▶ [What you have to do]: Print the first line of the records below and every line after it, up to and including the line with "impl<P: OutputPin> StoragePort". Print nothing else.

(Data excerpts Opens)

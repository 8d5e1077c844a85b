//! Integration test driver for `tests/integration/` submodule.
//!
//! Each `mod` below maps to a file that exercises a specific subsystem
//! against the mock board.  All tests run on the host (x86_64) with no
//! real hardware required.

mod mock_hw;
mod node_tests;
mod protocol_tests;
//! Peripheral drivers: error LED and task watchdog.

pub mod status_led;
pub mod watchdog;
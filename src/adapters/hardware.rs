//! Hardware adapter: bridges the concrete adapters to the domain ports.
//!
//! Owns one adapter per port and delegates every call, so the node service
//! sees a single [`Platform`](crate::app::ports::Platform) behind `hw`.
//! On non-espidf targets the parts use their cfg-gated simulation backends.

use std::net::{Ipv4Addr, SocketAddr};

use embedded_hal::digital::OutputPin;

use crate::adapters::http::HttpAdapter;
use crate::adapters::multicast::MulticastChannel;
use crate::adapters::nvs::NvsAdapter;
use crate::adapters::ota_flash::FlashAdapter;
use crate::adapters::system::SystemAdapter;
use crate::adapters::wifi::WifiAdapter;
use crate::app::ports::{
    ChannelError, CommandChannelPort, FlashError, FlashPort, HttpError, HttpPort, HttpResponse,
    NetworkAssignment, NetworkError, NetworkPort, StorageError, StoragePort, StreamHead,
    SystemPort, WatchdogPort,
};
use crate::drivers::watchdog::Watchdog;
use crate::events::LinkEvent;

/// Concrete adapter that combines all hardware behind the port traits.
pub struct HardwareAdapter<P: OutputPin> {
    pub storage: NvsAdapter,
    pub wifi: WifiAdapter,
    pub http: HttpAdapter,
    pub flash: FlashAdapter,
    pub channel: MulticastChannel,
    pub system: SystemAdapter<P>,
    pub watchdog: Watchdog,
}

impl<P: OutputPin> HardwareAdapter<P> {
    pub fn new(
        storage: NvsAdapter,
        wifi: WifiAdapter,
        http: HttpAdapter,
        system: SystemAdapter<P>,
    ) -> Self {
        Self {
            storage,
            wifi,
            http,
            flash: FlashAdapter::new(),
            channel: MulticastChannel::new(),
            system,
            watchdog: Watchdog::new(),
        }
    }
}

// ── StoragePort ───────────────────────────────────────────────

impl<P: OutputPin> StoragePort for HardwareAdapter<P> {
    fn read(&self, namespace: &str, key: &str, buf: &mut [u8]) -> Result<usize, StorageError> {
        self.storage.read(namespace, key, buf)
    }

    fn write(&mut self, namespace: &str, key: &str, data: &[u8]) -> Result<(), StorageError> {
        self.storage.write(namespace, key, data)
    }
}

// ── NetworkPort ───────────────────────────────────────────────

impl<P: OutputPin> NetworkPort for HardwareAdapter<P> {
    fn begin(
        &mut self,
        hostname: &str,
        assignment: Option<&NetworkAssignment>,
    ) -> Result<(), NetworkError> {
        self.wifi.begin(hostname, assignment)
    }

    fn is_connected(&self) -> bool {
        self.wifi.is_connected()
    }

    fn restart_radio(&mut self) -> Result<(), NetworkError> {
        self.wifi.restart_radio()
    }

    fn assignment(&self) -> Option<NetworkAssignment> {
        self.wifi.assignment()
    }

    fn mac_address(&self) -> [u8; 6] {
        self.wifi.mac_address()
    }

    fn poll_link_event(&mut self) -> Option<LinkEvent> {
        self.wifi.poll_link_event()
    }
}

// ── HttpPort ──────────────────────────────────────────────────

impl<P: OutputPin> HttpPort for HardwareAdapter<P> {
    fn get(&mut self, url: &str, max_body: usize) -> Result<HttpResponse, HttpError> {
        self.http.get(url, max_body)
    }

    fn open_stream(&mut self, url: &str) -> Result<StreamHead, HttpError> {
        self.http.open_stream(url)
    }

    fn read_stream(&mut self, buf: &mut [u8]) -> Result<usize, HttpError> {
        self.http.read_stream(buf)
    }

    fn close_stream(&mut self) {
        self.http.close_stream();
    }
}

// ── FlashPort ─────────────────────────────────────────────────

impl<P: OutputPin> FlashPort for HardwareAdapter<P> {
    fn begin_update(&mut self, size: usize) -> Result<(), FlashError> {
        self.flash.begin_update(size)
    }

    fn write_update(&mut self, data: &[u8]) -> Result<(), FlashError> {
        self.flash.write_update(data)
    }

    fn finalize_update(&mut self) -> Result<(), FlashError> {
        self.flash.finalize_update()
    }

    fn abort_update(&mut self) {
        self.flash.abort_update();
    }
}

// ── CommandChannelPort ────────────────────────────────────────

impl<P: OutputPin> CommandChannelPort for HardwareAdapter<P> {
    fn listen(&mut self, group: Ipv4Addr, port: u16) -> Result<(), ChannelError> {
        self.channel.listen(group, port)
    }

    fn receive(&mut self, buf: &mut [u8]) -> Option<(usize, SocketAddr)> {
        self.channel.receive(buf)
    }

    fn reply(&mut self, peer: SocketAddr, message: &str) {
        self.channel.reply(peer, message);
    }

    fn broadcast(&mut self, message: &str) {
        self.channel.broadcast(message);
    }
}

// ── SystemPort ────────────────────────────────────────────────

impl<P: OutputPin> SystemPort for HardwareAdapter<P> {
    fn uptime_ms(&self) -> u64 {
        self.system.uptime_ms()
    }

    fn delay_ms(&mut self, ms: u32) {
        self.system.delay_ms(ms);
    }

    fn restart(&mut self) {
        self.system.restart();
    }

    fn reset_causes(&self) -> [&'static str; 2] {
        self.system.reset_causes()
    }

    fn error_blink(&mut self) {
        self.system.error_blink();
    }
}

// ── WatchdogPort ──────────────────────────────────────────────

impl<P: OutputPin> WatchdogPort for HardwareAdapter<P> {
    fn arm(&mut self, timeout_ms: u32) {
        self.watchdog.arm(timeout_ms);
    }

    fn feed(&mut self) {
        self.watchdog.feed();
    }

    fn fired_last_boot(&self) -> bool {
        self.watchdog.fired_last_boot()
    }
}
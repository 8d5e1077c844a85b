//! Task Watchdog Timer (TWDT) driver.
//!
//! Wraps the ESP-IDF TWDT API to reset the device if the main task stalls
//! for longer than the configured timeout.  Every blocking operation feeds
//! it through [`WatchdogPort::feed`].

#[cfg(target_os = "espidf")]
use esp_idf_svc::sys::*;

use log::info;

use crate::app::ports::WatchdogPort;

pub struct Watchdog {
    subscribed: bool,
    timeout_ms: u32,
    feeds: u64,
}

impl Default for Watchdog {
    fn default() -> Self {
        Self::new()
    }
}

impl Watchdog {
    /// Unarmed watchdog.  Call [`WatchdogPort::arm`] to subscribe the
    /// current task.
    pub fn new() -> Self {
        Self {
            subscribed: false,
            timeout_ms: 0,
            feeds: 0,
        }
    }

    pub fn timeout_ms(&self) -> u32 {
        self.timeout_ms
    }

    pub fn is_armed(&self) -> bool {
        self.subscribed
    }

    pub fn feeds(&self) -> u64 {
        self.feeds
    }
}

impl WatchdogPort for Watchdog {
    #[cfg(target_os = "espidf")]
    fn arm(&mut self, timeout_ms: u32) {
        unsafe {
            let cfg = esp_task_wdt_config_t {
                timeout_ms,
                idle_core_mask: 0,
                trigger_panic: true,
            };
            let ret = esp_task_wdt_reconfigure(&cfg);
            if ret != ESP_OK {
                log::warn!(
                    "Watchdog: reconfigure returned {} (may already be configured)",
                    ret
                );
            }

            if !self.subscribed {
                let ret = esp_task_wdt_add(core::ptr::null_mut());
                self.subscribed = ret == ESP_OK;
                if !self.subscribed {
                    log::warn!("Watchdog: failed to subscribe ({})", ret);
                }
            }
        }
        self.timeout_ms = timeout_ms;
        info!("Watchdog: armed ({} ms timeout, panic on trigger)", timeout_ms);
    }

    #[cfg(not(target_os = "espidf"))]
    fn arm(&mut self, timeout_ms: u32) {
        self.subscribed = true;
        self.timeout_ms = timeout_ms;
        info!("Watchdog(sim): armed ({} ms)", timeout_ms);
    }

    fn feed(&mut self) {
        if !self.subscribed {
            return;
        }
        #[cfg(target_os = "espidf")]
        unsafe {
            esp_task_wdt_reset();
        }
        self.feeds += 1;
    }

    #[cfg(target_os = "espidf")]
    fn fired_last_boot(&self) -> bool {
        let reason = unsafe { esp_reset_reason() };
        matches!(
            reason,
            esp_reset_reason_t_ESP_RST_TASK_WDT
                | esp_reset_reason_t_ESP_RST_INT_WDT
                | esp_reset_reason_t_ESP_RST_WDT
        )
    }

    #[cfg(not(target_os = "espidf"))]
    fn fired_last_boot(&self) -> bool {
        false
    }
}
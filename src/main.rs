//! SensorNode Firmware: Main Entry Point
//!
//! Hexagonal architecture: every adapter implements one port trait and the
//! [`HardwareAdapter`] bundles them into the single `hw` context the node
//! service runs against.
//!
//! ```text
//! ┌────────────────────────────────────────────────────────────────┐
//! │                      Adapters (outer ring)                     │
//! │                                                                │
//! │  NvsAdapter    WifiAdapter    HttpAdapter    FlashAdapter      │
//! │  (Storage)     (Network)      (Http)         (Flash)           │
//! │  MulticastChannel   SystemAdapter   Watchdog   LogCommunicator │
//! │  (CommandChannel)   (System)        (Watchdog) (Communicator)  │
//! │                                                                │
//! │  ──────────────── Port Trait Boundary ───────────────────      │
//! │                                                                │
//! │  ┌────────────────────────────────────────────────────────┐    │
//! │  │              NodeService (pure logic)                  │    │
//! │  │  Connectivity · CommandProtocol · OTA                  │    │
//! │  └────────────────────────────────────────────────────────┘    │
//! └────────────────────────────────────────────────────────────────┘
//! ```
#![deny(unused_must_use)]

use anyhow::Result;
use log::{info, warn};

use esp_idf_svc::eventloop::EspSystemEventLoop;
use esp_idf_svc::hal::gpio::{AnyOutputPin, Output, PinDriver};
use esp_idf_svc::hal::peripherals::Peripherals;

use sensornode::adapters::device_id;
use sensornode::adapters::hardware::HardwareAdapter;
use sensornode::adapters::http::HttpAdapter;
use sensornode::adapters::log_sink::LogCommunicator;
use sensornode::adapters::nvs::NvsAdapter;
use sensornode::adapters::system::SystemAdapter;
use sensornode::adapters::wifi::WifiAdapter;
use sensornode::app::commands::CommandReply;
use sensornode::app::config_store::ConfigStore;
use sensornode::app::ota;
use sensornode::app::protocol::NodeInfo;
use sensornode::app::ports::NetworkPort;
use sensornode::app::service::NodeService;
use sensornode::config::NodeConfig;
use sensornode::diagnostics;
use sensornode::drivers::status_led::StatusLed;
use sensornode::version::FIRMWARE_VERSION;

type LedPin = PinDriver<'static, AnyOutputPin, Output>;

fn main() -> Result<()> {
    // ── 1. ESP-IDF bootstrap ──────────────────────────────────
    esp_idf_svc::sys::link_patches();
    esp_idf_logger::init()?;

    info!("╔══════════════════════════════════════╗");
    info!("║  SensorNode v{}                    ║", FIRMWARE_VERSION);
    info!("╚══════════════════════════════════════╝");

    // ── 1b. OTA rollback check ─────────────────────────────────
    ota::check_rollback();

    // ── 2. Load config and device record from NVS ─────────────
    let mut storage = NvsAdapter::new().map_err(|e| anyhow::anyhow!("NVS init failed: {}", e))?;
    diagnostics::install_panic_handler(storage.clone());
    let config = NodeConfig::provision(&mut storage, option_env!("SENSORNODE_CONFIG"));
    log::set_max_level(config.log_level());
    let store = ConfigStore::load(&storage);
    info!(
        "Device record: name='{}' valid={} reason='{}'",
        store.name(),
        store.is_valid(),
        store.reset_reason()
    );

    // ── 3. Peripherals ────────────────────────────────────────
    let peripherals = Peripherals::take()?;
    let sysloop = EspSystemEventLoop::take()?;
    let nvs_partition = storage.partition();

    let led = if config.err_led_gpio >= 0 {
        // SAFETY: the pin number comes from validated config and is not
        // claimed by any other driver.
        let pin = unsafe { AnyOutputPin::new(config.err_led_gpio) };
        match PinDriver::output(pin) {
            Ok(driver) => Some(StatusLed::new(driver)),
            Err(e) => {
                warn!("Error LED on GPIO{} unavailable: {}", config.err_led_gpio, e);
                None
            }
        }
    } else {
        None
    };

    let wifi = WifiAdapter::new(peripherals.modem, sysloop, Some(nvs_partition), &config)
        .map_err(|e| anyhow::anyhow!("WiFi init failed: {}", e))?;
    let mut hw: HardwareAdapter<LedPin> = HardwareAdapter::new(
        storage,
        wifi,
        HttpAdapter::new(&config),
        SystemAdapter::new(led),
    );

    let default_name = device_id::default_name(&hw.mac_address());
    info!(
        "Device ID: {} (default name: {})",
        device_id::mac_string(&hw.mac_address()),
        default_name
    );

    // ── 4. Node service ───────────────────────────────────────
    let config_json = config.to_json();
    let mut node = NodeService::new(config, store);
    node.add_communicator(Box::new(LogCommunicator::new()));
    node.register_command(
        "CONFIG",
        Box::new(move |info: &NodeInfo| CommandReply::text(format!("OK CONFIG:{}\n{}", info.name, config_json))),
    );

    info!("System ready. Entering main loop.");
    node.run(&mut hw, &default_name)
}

(Data excerpts Closes)

▶ [Answer box]:
repository 8d5e1077c844a85b
//! Integration test driver for `tests/integration/` submodule.
//!
//! Each `mod` below maps to a file that exercises a specific subsystem
//! against the mock board.  All tests run on the host (x86_64) with no
//! real hardware required.

mod mock_hw;
mod node_tests;
mod protocol_tests;
//! Peripheral drivers: error LED and task watchdog.

pub mod status_led;
pub mod watchdog;
filename src/adapters/hardware.rs
//! Hardware adapter: bridges the concrete adapters to the domain ports.
//!
//! Owns one adapter per port and delegates every call, so the node service
//! sees a single [`Platform`](crate::app::ports::Platform) behind `hw`.
//! On non-espidf targets the parts use their cfg-gated simulation backends.

use std::net::{Ipv4Addr, SocketAddr};

use embedded_hal::digital::OutputPin;

use crate::adapters::http::HttpAdapter;
use crate::adapters::multicast::MulticastChannel;
use crate::adapters::nvs::NvsAdapter;
use crate::adapters::ota_flash::FlashAdapter;
use crate::adapters::system::SystemAdapter;
use crate::adapters::wifi::WifiAdapter;
use crate::app::ports::{
    ChannelError, CommandChannelPort, FlashError, FlashPort, HttpError, HttpPort, HttpResponse,
    NetworkAssignment, NetworkError, NetworkPort, StorageError, StoragePort, StreamHead,
    SystemPort, WatchdogPort,
};
use crate::drivers::watchdog::Watchdog;
use crate::events::LinkEvent;

/// Concrete adapter that combines all hardware behind the port traits.
pub struct HardwareAdapter<P: OutputPin> {
    pub storage: NvsAdapter,
    pub wifi: WifiAdapter,
    pub http: HttpAdapter,
    pub flash: FlashAdapter,
    pub channel: MulticastChannel,
    pub system: SystemAdapter<P>,
    pub watchdog: Watchdog,
}

impl<P: OutputPin> HardwareAdapter<P> {
    pub fn new(
        storage: NvsAdapter,
        wifi: WifiAdapter,
        http: HttpAdapter,
        system: SystemAdapter<P>,
    ) -> Self {
        Self {
            storage,
            wifi,
            http,
            flash: FlashAdapter::new(),
            channel: MulticastChannel::new(),
            system,
            watchdog: Watchdog::new(),
        }
    }
}

// ── StoragePort ───────────────────────────────────────────────

impl<P: OutputPin> StoragePort for HardwareAdapter<P> {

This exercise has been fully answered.